Farmers sell two-thirds of their crop in the bottom third of the price range. Is this statement, which you've undoubtedly heard many times, true or false?

Flat out false — nothing more than a myth — according to a new study by University of Illinois economists that examined how average prices farmers receive compared to market averages from 1973 to 2003.

“Our data shows that farmers are much better marketers than has been commonly thought,” says Darrel Good, one author of the study. “Our overall conclusion is that they don't do too bad a job.”

The results of the study show that “the average price received by producers falls mostly in the middle,” comparing producer prices to average market prices, Good says.

That said, the price producers receive on average for corn and soybeans is lower than market averages, but barely, amounting to no more than $5-10/acre, Good notes. Thus, marketing is not the major factor influencing net farm income as has been commonly assumed.

The study by Good, along with Lewis Haledon, Scott Irwin and Evelyn Colino, says “It's startling that widespread beliefs about marketing performance of farmers are not based on a large body of evidence.”

Two other studies have been done of farmer marketing performance. One of them, a 10-year Kansas study, found that price was not a statistically significant component of a producer's profit function. The other, an Indiana study, found that soybean growers who made spot sales at harvest and those using preharvest forward contracts received higher prices during the 1981-1984 marketing years than those who waited until late in the crop year to sell.

The new study that examined corn and soybean marketing in Illinois from 1973 to 2003 used two measures in the analysis.

The first was based on USDA's average producer price received series, while the second was based on spot cash market prices. Benchmarks for evaluating the performance of farmers included the same 24- and 20-month market benchmarks used in the Agricultural Market Advisory Service performance evaluations of market advisory services as well as a 12-month post-harvest average cash price benchmark and a harvest cash price benchmark. Given measurement issues associated with the USDA average price series, two alternative farmer benchmarks were also constructed for this study.

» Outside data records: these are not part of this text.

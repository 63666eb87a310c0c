use std::time::Duration;

// Key point:
// Serializable
// Comparable
// Explicit defaults
#[derive(Debug, Clone, PartialEq, Eq, serde::Serialize, serde::Deserialize)]
pub struct CatalogConfig {
    /// Upper bound on a whole initialization, manifest included.
    pub load_timeout_ms: u64,
    /// Probe `thumbnail.png` for every document while loading.
    pub probe_thumbnails: bool,
}

impl CatalogConfig {
    pub fn v0() -> Self {
        Self {
            load_timeout_ms: 30_000,
            probe_thumbnails: true,
        }
    }

    pub fn load_timeout(&self) -> Duration {
        Duration::from_millis(self.load_timeout_ms)
    }

    pub fn with_load_timeout(mut self, timeout: Duration) -> Self {
        self.load_timeout_ms = u64::try_from(timeout.as_millis()).unwrap_or(u64::MAX);
        self
    }

    pub fn with_thumbnail_probe(mut self, probe: bool) -> Self {
        self.probe_thumbnails = probe;
        self
    }
}

impl Default for CatalogConfig {
    fn default() -> Self {
        Self::v0()
    }
}
use async_trait::async_trait;
use reqwest::StatusCode;
use url::Url;

use super::{AssetSource, SourceError};

/// Assets served by a static HTTP server rooted at `base_url`.
#[derive(Debug, Clone)]
pub struct HttpAssetSource {
    client: reqwest::Client,
    base_url: Url,
}

impl HttpAssetSource {
    pub fn new(base_url: &str) -> Result<Self, SourceError> {
        Self::with_client(reqwest::Client::new(), base_url)
    }

    pub fn with_client(client: reqwest::Client, base_url: &str) -> Result<Self, SourceError> {
        // Url::join replaces the last segment unless the base ends with '/'.
        let normalized = if base_url.ends_with('/') {
            base_url.to_string()
        } else {
            format!("{base_url}/")
        };
        let base_url =
            Url::parse(&normalized).map_err(|_| SourceError::InvalidBaseUrl(base_url.to_string()))?;

        Ok(Self { client, base_url })
    }

    fn url_for(&self, path: &str) -> Result<Url, SourceError> {
        self.base_url
            .join(path.trim_start_matches('/'))
            .map_err(|_| SourceError::InvalidBaseUrl(format!("{}{path}", self.base_url)))
    }
}

#[async_trait]
impl AssetSource for HttpAssetSource {
    async fn fetch(&self, path: &str) -> Result<Vec<u8>, SourceError> {
        let url = self.url_for(path)?;
        let resp = self
            .client
            .get(url)
            .send()
            .await
            .map_err(|source| SourceError::Http {
                path: path.to_string(),
                source,
            })?;

        let status = resp.status();
        if status == StatusCode::NOT_FOUND {
            return Err(SourceError::NotFound {
                path: path.to_string(),
            });
        }
        if !status.is_success() {
            return Err(SourceError::Status {
                path: path.to_string(),
                status: status.as_u16(),
            });
        }

        let body = resp.bytes().await.map_err(|source| SourceError::Http {
            path: path.to_string(),
            source,
        })?;
        Ok(body.to_vec())
    }

    async fn exists(&self, path: &str) -> Result<bool, SourceError> {
        let url = self.url_for(path)?;
        let resp = self
            .client
            .head(url)
            .send()
            .await
            .map_err(|source| SourceError::Http {
                path: path.to_string(),
                source,
            })?;

        match resp.status() {
            s if s.is_success() => Ok(true),
            StatusCode::NOT_FOUND => Ok(false),
            s => Err(SourceError::Status {
                path: path.to_string(),
                status: s.as_u16(),
            }),
        }
    }

    fn describe(&self) -> String {
        self.base_url.to_string()
    }
}

#[cfg(test)]
mod tests {
    use super::*;

    #[test]
    fn joins_relative_paths_under_base() {
        let source = HttpAssetSource::new("https://docs.example.com/library").unwrap();
        let url = source.url_for("documents/manifest.json").unwrap();
        assert_eq!(url.as_str(), "https://docs.example.com/library/documents/manifest.json");
    }

    #[test]
    fn leading_slash_stays_under_base() {
        let source = HttpAssetSource::new("https://docs.example.com/library/").unwrap();
        let url = source.url_for("/documents/a/metadata.json").unwrap();
        assert_eq!(url.as_str(), "https://docs.example.com/library/documents/a/metadata.json");
    }

    #[test]
    fn rejects_relative_base() {
        assert!(matches!(
            HttpAssetSource::new("not a url"),
            Err(SourceError::InvalidBaseUrl(_))
        ));
    }
}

The results show that in nine of 12 comparisons across corn and soybeans, the most frequently occurring outcome is for farm prices received to fall in the middle third of the price range. Across all 12 comparisons for corn and soybeans in the study, 16% of the average farm prices fell in the top third of those paid by the market, 61% fell in the middle part of the range, and 23% fell in the bottom third of the price range.

“Therefore, while there is evidence that producer prices received do not always fall in the middle or top portion of the year's price range, the results refute the contention that Illinois farmers routinely market the bulk of their crop in the bottom portion of the price range,” the study says.

While farmers are better marketers than many have thought, there is room for improvement, Good says. One way to do that would be to sell crops earlier in the year. The study shows that for both corn and soybeans, prices tend to decline after July and August, so farmers are punished by holding crops for sale beyond those months.

“On average, farmers are passing up the opportunities of preharvest sales” when prices are higher, Good says.

One final question the study looked at was whether marketing performance has improved over time. The study of 31 years found “no evidence that aggregate marketing performance of Illinois corn and soybean producers has changed over the last three decades.”

Better At Beans Than Corn

Farmers are better soybean marketers than corn marketers, according to a University of Illinois marketing study. Across six comparisons for corn, farmers hit the top third of the average market price range 13% of the time, 56% in the middle range and 31% of marketings were made in the lower third.

For soybeans, however, the comparable averages were 18% in the top price range, 67% in the middle and 15% of average marketings were made in the lower third of the price range.

As a result, nearly all of the $5-10/acre average reduction in farmer marketings vs. market averages is from corn. It's not only farmers who are better at marketing soybeans vs. corn, says University of Illinois Economist Darrel Good. The track record of farm marketing services is also better for soybeans than corn.

Good isn't sure why farmers are better at marketing soybeans than corn. But he says one reason might be that preharvest corn prices average 4¢/bu. higher than harvest prices, while preharvest soybean prices average 3¢/bu. lower than harvest prices. Post-harvest prices (after storage costs) for corn average 12¢/bu. lower than harvest prices, while post-harvest prices (after storage costs) for soybeans average 17¢/bu. lower than harvest prices. So farmers are penalized for no preharvest pricing of corn, but not for soybeans.

How Farmers Fare Vs. The Market

Corn Soybeans
Top third (of average prices) 13% 18%
Middle third 56% 67%
Bottom third 31% 15%
The above chart, based on six different comparisons, shows the ranking of prices received by Illinois farmers compared to average market prices from 1973-2003. The chart shows that farmers are considerably better soybean marketers than corn marketers. Source: University of Illinois Department of Agricultural and Consumer Economics.